The FTC said it had fined the Alpharetta, Ga.-based company $10 million and that Choicepoint would pay an additional $5 million that will be used to compensate consumers.
Choicepoint had that its massive database of consumer information was accessed by thieves.
The data breach involved thieves posing as small business customers who gained access to ChoicePoint's database, possibly compromising the personal information of 145,000 Americans. The FTC said the number now stands at 163,000. The company discovered the breach more than four months before disclosing it to the public in February 2005. ChoicePoint has said authorities asked it to keep the information secret initially.
Authorities have said at least 750 people were defrauded in the scam that has fueled consumer advocates' calls for federal oversight of the loosely regulated data-brokering business. The FTC said the number of victims now stands at about 800, but ChoicePoint has noted that charges brought in Los Angeles against one of the thieves involve only 16 victims. The company also is a defendant in several lawsuits and complaints arising from the breach, and several government agencies are investigating.
"The message to ChoicePoint and others should be clear: Consumers' private data must be protected from thieves," Deborah Platt Majoras, chairman of the FTC, said Thursday in a statement.
The $10 million fine is the largest ever levied by the FTC, Majoras said during a news conference.

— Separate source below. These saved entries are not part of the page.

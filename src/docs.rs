use crate::api::attendance::{
    AbsenceRequest, AttendanceEdit, AttendanceFilter, AttendanceListResponse, ClockPayload,
};
use crate::api::planning::{
    BulkPlanningRequest, PlanningEntry, PlanningFilter, PlanningListResponse,
};
use crate::api::presence_sheet::{
    BulkGenerateRequest, PeriodQuery, SheetFilter, SheetListResponse,
};
use crate::model::attendance::{AttendanceRecord, AttendanceStatus};
use crate::model::employee::Employee;
use crate::model::planning::PlanningRecord;
use crate::model::presence_sheet::PresenceSheetRecord;
use crate::report::{BulkFailure, BulkSummary};
use utoipa::openapi::security::{HttpAuthScheme, HttpBuilder, SecurityScheme};
use utoipa::Modify;
use utoipa::{openapi, OpenApi};

#[derive(OpenApi)]
#[openapi(
    info(
        title = "Presence Tracking API",
        version = "1.0.0",
        description = r#"
## Attendance & Presence Sheet Service

This API tracks daily attendance, holds the imported shift planning and turns
both into the monthly **feuille de présence** workbook sent with invoices.

### 🔹 Key Features
- **Attendance**
  - Daily check-in / check-out with optional geofencing
  - Absence declarations with HR approval
- **Planning**
  - Bulk roster imports grouped by batch
  - Relinking of rows uploaded before the employee existed
- **Presence Sheets**
  - One xlsx per employee per month, generated from a fixed template
  - Bulk generation for the whole company, stored and downloadable

### 🔐 Security
All endpoints are protected using **JWT Bearer authentication** issued by the
user-management service. Sensitive operations require **Admin** or **HR**.

### 📦 Response Format
- JSON-based RESTful responses
- Pagination supported for list endpoints
- Sheet downloads are served as xlsx attachments

---
Built with **Rust**, **Actix Web**, **SQLx**, and **Utoipa**.
"#,
    ),
    paths(
        crate::api::attendance::check_in,
        crate::api::attendance::check_out,
        crate::api::attendance::declare_absence,
        crate::api::attendance::approve_absence,
        crate::api::attendance::reject_absence,
        crate::api::attendance::edit_attendance,
        crate::api::attendance::attendance_list,

        crate::api::planning::create_planning,
        crate::api::planning::bulk_import,
        crate::api::planning::planning_list,
        crate::api::planning::update_planning,
        crate::api::planning::delete_planning,
        crate::api::planning::delete_batch,
        crate::api::planning::relink,

        crate::api::presence_sheet::my_sheet,
        crate::api::presence_sheet::generate,
        crate::api::presence_sheet::bulk_generate,
        crate::api::presence_sheet::sheet_list,
        crate::api::presence_sheet::download
    ),
    components(
        schemas(
            ClockPayload,
            AbsenceRequest,
            AttendanceEdit,
            AttendanceFilter,
            AttendanceRecord,
            AttendanceStatus,
            AttendanceListResponse,
            Employee,
            PlanningEntry,
            BulkPlanningRequest,
            PlanningFilter,
            PlanningRecord,
            PlanningListResponse,
            PeriodQuery,
            BulkGenerateRequest,
            SheetFilter,
            PresenceSheetRecord,
            SheetListResponse,
            BulkSummary,
            BulkFailure
        )
    ),
    modifiers(&SecurityAddon),
    tags(
        (name = "Attendance", description = "Attendance management APIs"),
        (name = "Planning", description = "Shift planning APIs"),
        (name = "Presence Sheets", description = "Monthly presence sheet APIs"),
    )
)]
pub struct ApiDoc;

struct SecurityAddon;

impl Modify for SecurityAddon {
    fn modify(&self, openapi: &mut openapi::OpenApi) {
        let components = openapi.components.get_or_insert_with(Default::default);
        components.add_security_scheme(
            "bearer_auth",
            SecurityScheme::Http(
                HttpBuilder::new()
                    .scheme(HttpAuthScheme::Bearer)
                    .bearer_format("JWT")
                    .build(),
            ),
        );
    }
}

Previously, the largest FTC fine was for $7 million against Boston Scientific related to competition issues, she said.
"This is an important victory for consumers," Majoras said.
The settlement requires ChoicePoint to implement new procedures to ensure that it provides consumer reports only to legitimate businesses for lawful purposes; to establish and maintain a comprehensive information security program; and to obtain audits by an independent third-party security professional every other year until 2026.
The company, which is also is the subject of a pending Securities and Exchange Commission probe, did not admit to any wrongdoing in the FTC probe.
ChoicePoint collects data on individuals, including Social Security numbers, real estate holdings and current and former addresses. It has about 19 billion records, and its customers include insurance companies, financial institutions and federal, state and local agencies.
The SEC is examining stock trades by Derek Smith, ChoicePoint's chief executive officer, and Doug Curling, chief operating officer. Curling and Smith made a combined $16.6 million in profit in the months after the company learned of the data breach and before the breach was made public.
ChoicePoint has said the stock trading was prearranged and approved by the company's board. Company officials said Thursday they continue to cooperate with the SEC probe. They did not give details of the status of the probe.
The settlement came hours after the company reported its fourth-quarter profit fell more than 29 percent.
For the three months ending Dec. 31, ChoicePoint said Thursday it earned $27.68 million, or 30 cents a share, compared to a profit of $39.22 million, or 43 cents a share, for the same period a year ago.
The results missed Wall Street expectations.
Excluding one-time expenses related to the data breach announced in February 2005, ChoicePoint said it earned $39.74 million, or 44 cents a share. On that basis, analysts surveyed by Thomson Financial were expecting earnings of 45 cents a share.
Revenue rose 11 percent to $257.85 million, compared to $232.46 million a year ago.
For all of 2005, ChoicePoint said it earned $140.66 million, or $1.53 a share, compared to a profit of $147.96 million, or $1.62 a share, for the same period a year ago. Twelve-month revenue rose to $1.06 billion, compared to $918.71 million in 2004.
ChoicePoint said it expects 2006 full-year internal revenue growth to be in the 7 percent to 9 percent range, exclusive of any acquisitions.